Seasonal recipes for day at home

Day 4 of #indiafightscorna

This was a day for cooking and learning new recipes
The 1 st recipe I learned was a family  heirloom with me being the latest to learn it.  The Aam Barfi. 

Ingredients
250 grams of roasted Suji
250 gms of Mango pulp preferably Pyree mango
150 gms of sugar
1 liter milk from which chenna to be made

Instructions 
1. Boil the milk and then add 1/4 teaspoon tartric/ or 1/2 lime juice to curdle it. Strain the curdled milk through the straining cloth and collect. Keep the liquid for using with making roti.
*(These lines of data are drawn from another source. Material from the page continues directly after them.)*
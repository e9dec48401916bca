use std::io::{stdout, BufWriter, Write};
use std::sync::mpsc;
use std::thread;
use std::time::{Duration, Instant};

use crossterm::{
    cursor,
    event::{
        self, DisableMouseCapture, EnableMouseCapture, Event, KeyboardEnhancementFlags,
        MouseButton, MouseEvent, MouseEventKind, PopKeyboardEnhancementFlags,
        PushKeyboardEnhancementFlags,
    },
    terminal, ExecutableCommand,
};
use rand::thread_rng;

use yar::compute::{init_game, update};
use yar::consts::TARGET_FRAME_SECS;
use yar::display::{draw_game, TerminalRenderer, Viewport};
use yar::input::InputState;

const TITLE: &str = "YAR - Yet Another Raider";

// ── Event routing ─────────────────────────────────────────────────────────────

fn route_event<W: Write>(
    ev: Event,
    input: &mut InputState,
    renderer: &mut TerminalRenderer<W>,
    now: Instant,
) {
    match ev {
        Event::Key(key) => input.on_key(&key, now),
        Event::Mouse(MouseEvent { kind, column, row, .. }) => {
            let pointer = renderer.viewport().to_field(column, row);
            match kind {
                MouseEventKind::Down(MouseButton::Left) => input.on_fire(pointer),
                MouseEventKind::Moved | MouseEventKind::Drag(_) => input.on_pointer_moved(pointer),
                _ => {}
            }
        }
        Event::Resize(cols, rows) => renderer.resize(Viewport::new(cols, rows)),
        _ => {}
    }
}

// ── Game loop ─────────────────────────────────────────────────────────────────

/// Runs until quit. Delta time is the measured wall time since the previous
/// frame started, so motion does not depend on the achieved frame rate.
fn game_loop<W: Write>(
    renderer: &mut TerminalRenderer<W>,
    rx: &mpsc::Receiver<Event>,
    mut input: InputState,
) -> std::io::Result<()> {
    let mut rng = thread_rng();
    let mut state = init_game(&mut rng);

    let frame_budget = Duration::from_secs_f32(TARGET_FRAME_SECS);
    let mut last_frame = Instant::now();

    loop {
        let frame_start = Instant::now();
        let dt = frame_start.duration_since(last_frame).as_secs_f32();
        last_frame = frame_start;

        // ── Drain all pending input events (non-blocking) ─────────────────────
        loop {
            match rx.try_recv() {
                Ok(ev) => route_event(ev, &mut input, renderer, frame_start),
                Err(mpsc::TryRecvError::Empty) => break,
                // Input thread died → treat as the session closing.
                Err(mpsc::TryRecvError::Disconnected) => {
                    input.on_close();
                    break;
                }
            }
        }
        let frame = input.take_frame(frame_start);

        update(&mut state, &frame, dt, &mut rng);

        if frame.quit {
            log::info!("quit with score {}", state.score);
            return Ok(());
        }

        draw_game(renderer, &state)?;

        let elapsed = frame_start.elapsed();
        if elapsed < frame_budget {
            thread::sleep(frame_budget - elapsed);
        }
    }
}

// ── Entry point ───────────────────────────────────────────────────────────────

fn main() -> std::io::Result<()> {
    env_logger::Builder::from_env(env_logger::Env::default().default_filter_or("warn")).init();

    let raw_out = stdout();
    let mut out = BufWriter::new(raw_out);

    terminal::enable_raw_mode()?;
    out.execute(terminal::EnterAlternateScreen)?;
    out.execute(terminal::SetTitle(TITLE))?;
    out.execute(cursor::Hide)?;
    out.execute(EnableMouseCapture)?;

    // Request key-release (and key-repeat) events from the terminal.
    // Kitty-protocol terminals support this; others fall back to the hold window.
    // The query reads stdin, so it runs before the input thread starts.
    let keyboard_enhanced = terminal::supports_keyboard_enhancement().unwrap_or(false)
        && out
            .execute(PushKeyboardEnhancementFlags(
                KeyboardEnhancementFlags::REPORT_EVENT_TYPES,
            ))
            .is_ok();
    log::info!("session start (key releases reported: {keyboard_enhanced})");

    // Dedicate a thread exclusively to blocking event reads, sending them
    // through a channel so the game loop never has to block on I/O.
    let (tx, rx) = mpsc::channel::<Event>();
    thread::spawn(move || loop {
        match event::read() {
            Ok(ev) => {
                if tx.send(ev).is_err() {
                    break; // receiver dropped → program exiting
                }
            }
            Err(err) => {
                log::warn!("input thread stopped: {err}");
                break;
            }
        }
    });

    let result = terminal::size().and_then(|(cols, rows)| {
        let mut renderer = TerminalRenderer::new(&mut out, Viewport::new(cols, rows));
        game_loop(&mut renderer, &rx, InputState::with_releases(keyboard_enhanced))
    });

    // Always restore the terminal
    if keyboard_enhanced {
        let _ = out.execute(PopKeyboardEnhancementFlags);
    }
    let _ = out.execute(DisableMouseCapture);
    let _ = out.execute(cursor::Show);
    let _ = out.execute(terminal::LeaveAlternateScreen);
    let _ = terminal::disable_raw_mode();

    if let Err(err) = &result {
        log::error!("terminal error: {err}");
    }
    result
}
The chenna in the straining cloth collect and keep aside
2. Take the mango and remove the pulp
3. In a bowl mix the mango pulp and the chenna till becomes smooth. 
4. Add the sugar and keeping mix
5. Now add the suji and keeping stirring till it forms the consitsency of a cake mix. if too thick then add a little milk so it flows 
6. take a baking tray and pour the mixture in the tray and spread it evenly
7. heat the oven to 150degree C. 
8. Put the baking tray in and bake for 15 mins or till the tooth pick comes out clean. 
9. Cut into squares and serve. 

The other recipe is the Swiss Chard Salad. 
This was a simple recipe where you chop the swiss chard with vegetables like tomatos, cucumber, capsicum, carrots and put in a bowl. 
Then toss it with a lemon vinaigrette dressing. with salt and peper. 
You can also add a few drops of honey.